| RECORDED DATA |
>>>>

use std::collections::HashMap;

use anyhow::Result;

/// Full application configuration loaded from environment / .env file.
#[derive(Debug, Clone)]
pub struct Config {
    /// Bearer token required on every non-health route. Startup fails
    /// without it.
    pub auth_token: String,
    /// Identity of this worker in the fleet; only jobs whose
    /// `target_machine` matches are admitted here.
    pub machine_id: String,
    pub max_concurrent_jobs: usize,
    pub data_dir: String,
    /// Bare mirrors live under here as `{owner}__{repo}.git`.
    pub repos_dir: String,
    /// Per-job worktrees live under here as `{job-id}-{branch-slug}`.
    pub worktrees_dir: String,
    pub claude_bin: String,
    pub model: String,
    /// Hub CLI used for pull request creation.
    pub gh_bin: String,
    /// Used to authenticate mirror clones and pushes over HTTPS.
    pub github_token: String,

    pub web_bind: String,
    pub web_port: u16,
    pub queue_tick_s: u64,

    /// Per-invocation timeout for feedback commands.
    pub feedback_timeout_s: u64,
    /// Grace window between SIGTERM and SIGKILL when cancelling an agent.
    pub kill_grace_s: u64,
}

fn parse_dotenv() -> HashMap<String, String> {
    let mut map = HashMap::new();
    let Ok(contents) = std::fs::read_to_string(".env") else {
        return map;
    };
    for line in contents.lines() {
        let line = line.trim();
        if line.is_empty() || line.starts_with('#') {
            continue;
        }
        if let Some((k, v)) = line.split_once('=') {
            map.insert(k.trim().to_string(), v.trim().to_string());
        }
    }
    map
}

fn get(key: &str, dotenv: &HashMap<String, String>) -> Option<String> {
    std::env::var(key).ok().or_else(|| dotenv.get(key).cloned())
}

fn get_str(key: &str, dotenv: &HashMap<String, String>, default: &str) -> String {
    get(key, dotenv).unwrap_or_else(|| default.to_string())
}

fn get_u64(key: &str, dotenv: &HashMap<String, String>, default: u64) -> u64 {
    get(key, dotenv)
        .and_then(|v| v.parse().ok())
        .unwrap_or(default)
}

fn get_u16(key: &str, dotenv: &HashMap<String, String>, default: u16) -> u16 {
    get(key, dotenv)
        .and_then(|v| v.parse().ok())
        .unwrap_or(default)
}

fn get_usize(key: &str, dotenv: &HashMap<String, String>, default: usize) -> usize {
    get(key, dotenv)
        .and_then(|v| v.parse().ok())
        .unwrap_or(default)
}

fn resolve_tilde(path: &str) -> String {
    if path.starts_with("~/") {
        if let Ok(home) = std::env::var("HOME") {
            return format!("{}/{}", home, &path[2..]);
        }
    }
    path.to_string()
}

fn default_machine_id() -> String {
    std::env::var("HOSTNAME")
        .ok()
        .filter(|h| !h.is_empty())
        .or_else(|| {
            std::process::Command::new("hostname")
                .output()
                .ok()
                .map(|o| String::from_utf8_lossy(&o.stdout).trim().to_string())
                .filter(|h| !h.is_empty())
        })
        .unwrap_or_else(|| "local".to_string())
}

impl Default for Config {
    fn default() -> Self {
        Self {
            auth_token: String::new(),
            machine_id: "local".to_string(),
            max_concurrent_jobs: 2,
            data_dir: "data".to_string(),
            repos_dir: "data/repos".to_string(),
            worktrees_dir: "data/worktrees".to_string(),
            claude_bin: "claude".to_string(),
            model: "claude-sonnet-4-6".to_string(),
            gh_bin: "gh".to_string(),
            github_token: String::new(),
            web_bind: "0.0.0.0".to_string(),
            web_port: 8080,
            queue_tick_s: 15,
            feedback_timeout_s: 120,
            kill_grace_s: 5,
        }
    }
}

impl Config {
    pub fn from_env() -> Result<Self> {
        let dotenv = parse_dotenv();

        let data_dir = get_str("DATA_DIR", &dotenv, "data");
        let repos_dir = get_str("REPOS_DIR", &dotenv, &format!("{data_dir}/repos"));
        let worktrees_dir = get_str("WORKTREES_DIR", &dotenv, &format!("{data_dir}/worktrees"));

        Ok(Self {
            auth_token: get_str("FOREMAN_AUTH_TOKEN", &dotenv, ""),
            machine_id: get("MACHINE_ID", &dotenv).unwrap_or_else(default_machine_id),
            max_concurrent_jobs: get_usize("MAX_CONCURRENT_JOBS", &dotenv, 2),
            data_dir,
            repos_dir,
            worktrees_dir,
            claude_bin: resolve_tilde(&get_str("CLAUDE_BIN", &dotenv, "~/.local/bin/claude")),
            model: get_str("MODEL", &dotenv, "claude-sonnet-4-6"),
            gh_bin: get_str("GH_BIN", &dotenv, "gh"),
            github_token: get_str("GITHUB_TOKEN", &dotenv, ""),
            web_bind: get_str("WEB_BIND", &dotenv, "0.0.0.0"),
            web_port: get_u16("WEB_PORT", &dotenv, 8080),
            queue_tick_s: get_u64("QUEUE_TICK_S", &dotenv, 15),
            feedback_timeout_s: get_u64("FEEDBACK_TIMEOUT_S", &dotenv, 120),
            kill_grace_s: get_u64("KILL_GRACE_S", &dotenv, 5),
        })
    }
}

<<<<

Copy, from the lines above, each one that holds "impl".

impl Default for Config {
impl Config {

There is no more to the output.